The WebDataExtractor utility Expert Advisor

The Expert Advisor is used to convert data from web pages into a tabular structure with the possibility to save
the result to a CSV file.

The Expert Advisor received the following input parameters: a link to the source data (a local file or a web
page which can be downloaded using WebRequest), row and column selectors and the CSV file name. The main
input parameters are shown below:

input string URL = "";

input string SaveName = "";

input string RowSelector = "";

input string ColumnSettingsFile = "";

input string TestQuery = "";

input string TestSubQuery = "";

In URL, specify the web page address (beginning with http:// or https://) or the local html file name.

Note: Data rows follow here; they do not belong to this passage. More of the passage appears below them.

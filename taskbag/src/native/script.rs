//! Line-statement interpreter of the native engine.
//!
//! A chunk is a sequence of lines, each holding at most one statement:
//!
//! ```text
//! [local] a, b = expr, expr     -- assignment
//! f(x, "text", 3)               -- call
//! coordinator:parallel("r = f(x)")
//! ```
//!
//! Expressions are literals, globals, calls (`f(args)`) and method calls on
//! the coordinator handle (`recv:method(args)`). As in the scripting
//! languages this engine stands in for, the last expression of a list
//! expands to all of its results and every other one is cut to its first.
//!
//! The whole chunk is parsed before any line runs, so a syntax error on
//! line 20 prevents line 1 from executing.

use taskbag_api::{ExecutionContext, ScriptError, Value};

use super::context::NativeContext;
use super::library::CoordinatorObject;
use crate::syntax::{tokenize, Token};

#[derive(Debug, Clone, PartialEq)]
enum Expr {
    Literal(Value),
    Global(String),
    Call { function: String, args: Vec<Expr> },
    Method { receiver: String, method: String, args: Vec<Expr> },
}

#[derive(Debug, Clone, PartialEq)]
enum Statement {
    Assign { targets: Vec<String>, values: Vec<Expr> },
    Call(Expr),
}

#[derive(Debug, Clone, PartialEq)]
struct Line {
    number: usize,
    statement: Statement,
}

/// A parsed chunk, ready to run in a context
#[derive(Debug, Clone, PartialEq)]
pub struct Chunk {
    name: String,
    lines: Vec<Line>,
}

impl Chunk {
    pub fn parse(name: &str, source: &str) -> Result<Self, ScriptError> {
        let mut lines = Vec::new();
        for (index, text) in source.lines().enumerate() {
            let number = index + 1;
            let load_error = |message: String| ScriptError::Load {
                chunk: name.to_string(),
                line: number,
                message,
            };

            let tokens = tokenize(text).map_err(|e| load_error(format!("syntax error at {}", e)))?;
            if tokens.is_empty() {
                continue;
            }
            let statement = Parser { tokens: &tokens, pos: 0 }
                .statement()
                .map_err(|reason| load_error(format!("syntax error: {}", reason)))?;
            lines.push(Line { number, statement });
        }

        Ok(Self {
            name: name.to_string(),
            lines,
        })
    }

    pub fn name(&self) -> &str {
        &self.name
    }

    /// Number of lines holding a statement
    pub fn statements(&self) -> usize {
        self.lines.len()
    }

    /// Runs every statement in order; the first error stops the chunk
    pub fn run(&self, context: &NativeContext) -> Result<(), ScriptError> {
        for line in &self.lines {
            execute(&line.statement, context).map_err(|err| ScriptError::Load {
                chunk: self.name.clone(),
                line: line.number,
                message: err.to_string(),
            })?;
        }
        Ok(())
    }
}

struct Parser<'a> {
    tokens: &'a [Token],
    pos: usize,
}

impl Parser<'_> {
    fn peek(&self) -> Option<&Token> {
        self.tokens.get(self.pos)
    }

    fn peek_at(&self, offset: usize) -> Option<&Token> {
        self.tokens.get(self.pos + offset)
    }

    fn eat(&mut self, token: &Token) -> bool {
        if self.peek() == Some(token) {
            self.pos += 1;
            true
        } else {
            false
        }
    }

    fn expect(&mut self, token: &Token) -> Result<(), String> {
        match self.peek() {
            Some(t) if t == token => {
                self.pos += 1;
                Ok(())
            }
            Some(t) => Err(format!("expected `{}` near `{}`", token, t)),
            None => Err(format!("expected `{}` at end of line", token)),
        }
    }

    fn ident(&mut self) -> Result<String, String> {
        match self.peek() {
            Some(Token::Ident(name)) => {
                let name = name.clone();
                self.pos += 1;
                Ok(name)
            }
            Some(t) => Err(format!("expected a name near `{}`", t)),
            None => Err("expected a name at end of line".to_string()),
        }
    }

    fn statement(mut self) -> Result<Statement, String> {
        let local = matches!(self.peek(), Some(Token::Ident(word)) if word == "local");
        if local {
            self.pos += 1;
        }

        let statement = if local || self.tokens.contains(&Token::Assign) {
            let mut targets = vec![self.ident()?];
            while self.eat(&Token::Comma) {
                targets.push(self.ident()?);
            }
            let values = if self.eat(&Token::Assign) {
                self.expr_list()?
            } else if local {
                Vec::new()
            } else {
                return Err("expected `=`".to_string());
            };
            Statement::Assign { targets, values }
        } else {
            let expr = self.expr()?;
            if !matches!(expr, Expr::Call { .. } | Expr::Method { .. }) {
                return Err("a bare expression is not a statement".to_string());
            }
            Statement::Call(expr)
        };

        match self.peek() {
            Some(extra) => Err(format!("unexpected `{}`", extra)),
            None => Ok(statement),
        }
    }

    fn expr_list(&mut self) -> Result<Vec<Expr>, String> {
        let mut exprs = vec![self.expr()?];
        while self.eat(&Token::Comma) {
            exprs.push(self.expr()?);
        }
        Ok(exprs)
    }

    fn arguments(&mut self) -> Result<Vec<Expr>, String> {
        self.expect(&Token::LParen)?;
        if self.eat(&Token::RParen) {
            return Ok(Vec::new());
        }
        let args = self.expr_list()?;
        self.expect(&Token::RParen)?;
        Ok(args)
    }

    fn expr(&mut self) -> Result<Expr, String> {
        if let Some(value) = self.peek().and_then(Token::literal) {
            self.pos += 1;
            return Ok(Expr::Literal(value));
        }

        let name = self.ident()?;
        match (self.peek(), self.peek_at(1)) {
            (Some(Token::LParen), _) => Ok(Expr::Call {
                function: name,
                args: self.arguments()?,
            }),
            (Some(Token::Colon), Some(Token::Ident(_))) => {
                self.pos += 1;
                let method = self.ident()?;
                Ok(Expr::Method {
                    receiver: name,
                    method,
                    args: self.arguments()?,
                })
            }
            _ => Ok(Expr::Global(name)),
        }
    }
}

fn execute(statement: &Statement, context: &NativeContext) -> Result<(), ScriptError> {
    match statement {
        Statement::Assign { targets, values } => {
            let values = evaluate_list(values, context)?;
            for (index, target) in targets.iter().enumerate() {
                context.set_global(target, values.get(index).cloned().unwrap_or_default());
            }
            Ok(())
        }
        Statement::Call(expr) => evaluate(expr, context).map(drop),
    }
}

fn evaluate_list(exprs: &[Expr], context: &NativeContext) -> Result<Vec<Value>, ScriptError> {
    let mut values = Vec::with_capacity(exprs.len());
    for (index, expr) in exprs.iter().enumerate() {
        let results = evaluate(expr, context)?;
        if index + 1 == exprs.len() {
            values.extend(results);
        } else {
            values.push(results.into_iter().next().unwrap_or_default());
        }
    }
    Ok(values)
}

fn evaluate(expr: &Expr, context: &NativeContext) -> Result<Vec<Value>, ScriptError> {
    match expr {
        Expr::Literal(value) => Ok(vec![value.clone()]),
        Expr::Global(name) => Ok(vec![context.global(name).unwrap_or_default()]),
        Expr::Call { function, args } => {
            let args = evaluate_list(args, context)?;
            context.call(function, args)
        }
        Expr::Method { receiver, method, args } => {
            let args = evaluate_list(args, context)?;
            call_method(context, receiver, method, args)
        }
    }
}

fn call_method(
    context: &NativeContext,
    receiver: &str,
    method: &str,
    args: Vec<Value>,
) -> Result<Vec<Value>, ScriptError> {
    let qualified = format!("{}:{}", receiver, method);
    let target = context.global(receiver).unwrap_or_default();
    let is_coordinator = target
        .as_handle()
        .is_some_and(|handle| handle.downcast_ref::<CoordinatorObject>().is_some());
    if !is_coordinator {
        return Err(ScriptError::Runtime {
            function: qualified,
            message: format!("attempt to call a method on a {} value", target.type_name()),
        });
    }

    let runtime = context.runtime()?;
    let first = args.first().cloned().unwrap_or_default();
    let string_argument = || {
        first.as_str().map(str::to_string).ok_or_else(|| ScriptError::Runtime {
            function: qualified.clone(),
            message: format!("expected a string argument, got {}", first.type_name()),
        })
    };

    match method {
        "parallel" => runtime.parallel(context, &string_argument()?)?,
        "join" => runtime.join(&string_argument()?)?,
        "joinall" => runtime.joinall()?,
        "acquire" => runtime.acquire(&first)?,
        "release" => runtime.release(&first)?,
        "np" => {
            // nil, false or no argument only report the current size
            let count = if first.is_truthy() { first.as_count() } else { Some(0) };
            let count = count.ok_or_else(|| ScriptError::Runtime {
                function: qualified.clone(),
                message: format!("expected a non-negative integer, got {}", first),
            })?;
            let size = runtime.np(count)?;
            return Ok(vec![Value::from(size)]);
        }
        other => {
            return Err(ScriptError::Runtime {
                function: qualified.clone(),
                message: format!("Coordinator has no method `{}`", other),
            });
        }
    }
    Ok(Vec::new())
}
// Worker threads log through the subscriber of the thread that started them.

use std::io;
use std::sync::{Arc, Mutex};

use taskbag::{Coordinator, CoordinatorConfig, NativeEngine};
use taskbag_api::Value;

#[derive(Clone, Default)]
struct Captured(Arc<Mutex<Vec<u8>>>);

impl Captured {
    fn text(&self) -> String {
        String::from_utf8_lossy(&self.0.lock().unwrap()).into_owned()
    }
}

impl io::Write for Captured {
    fn write(&mut self, buf: &[u8]) -> io::Result<usize> {
        self.0.lock().unwrap().extend_from_slice(buf);
        Ok(buf.len())
    }

    fn flush(&mut self) -> io::Result<()> {
        Ok(())
    }
}

#[test]
fn test_task_failures_reach_the_scoped_subscriber() {
    let captured = Captured::default();
    let writer = captured.clone();
    let subscriber = tracing_subscriber::fmt()
        .with_ansi(false)
        .with_max_level(tracing::Level::ERROR)
        .with_writer(move || writer.clone())
        .finish();

    let engine = Arc::new(NativeEngine::new());
    engine.function("diverge", |_, _| -> anyhow::Result<Vec<Value>> {
        anyhow::bail!("simulation diverged")
    });

    tracing::subscriber::with_default(subscriber, || {
        let coordinator = Coordinator::new(engine.clone(), CoordinatorConfig::default().with_pool_size(1)).unwrap();
        coordinator.parallel("diverge()").unwrap();
        coordinator.joinall().unwrap();
        coordinator.shutdown();
    });

    let text = captured.text();
    assert!(text.contains("Task failed"), "captured: {}", text);
    assert!(text.contains("simulation diverged"), "captured: {}", text);
}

In SaveName, the name of the CSV file with results is specified in normal mode. But it can also be used for
other purpose: to save the downloaded page for subsequent debugging of selectors. In this mode the next
parameter should be left empty: RowSelector, in which the CSS row selector is usually specified.
Since there are several column selectors, they are set in a separate CSV set file, which name is specified in the
ColumnSettingsFile parameter. The file format is as follows.

The first line is the header, each subsequent line describes a separate field (a data column in the table row).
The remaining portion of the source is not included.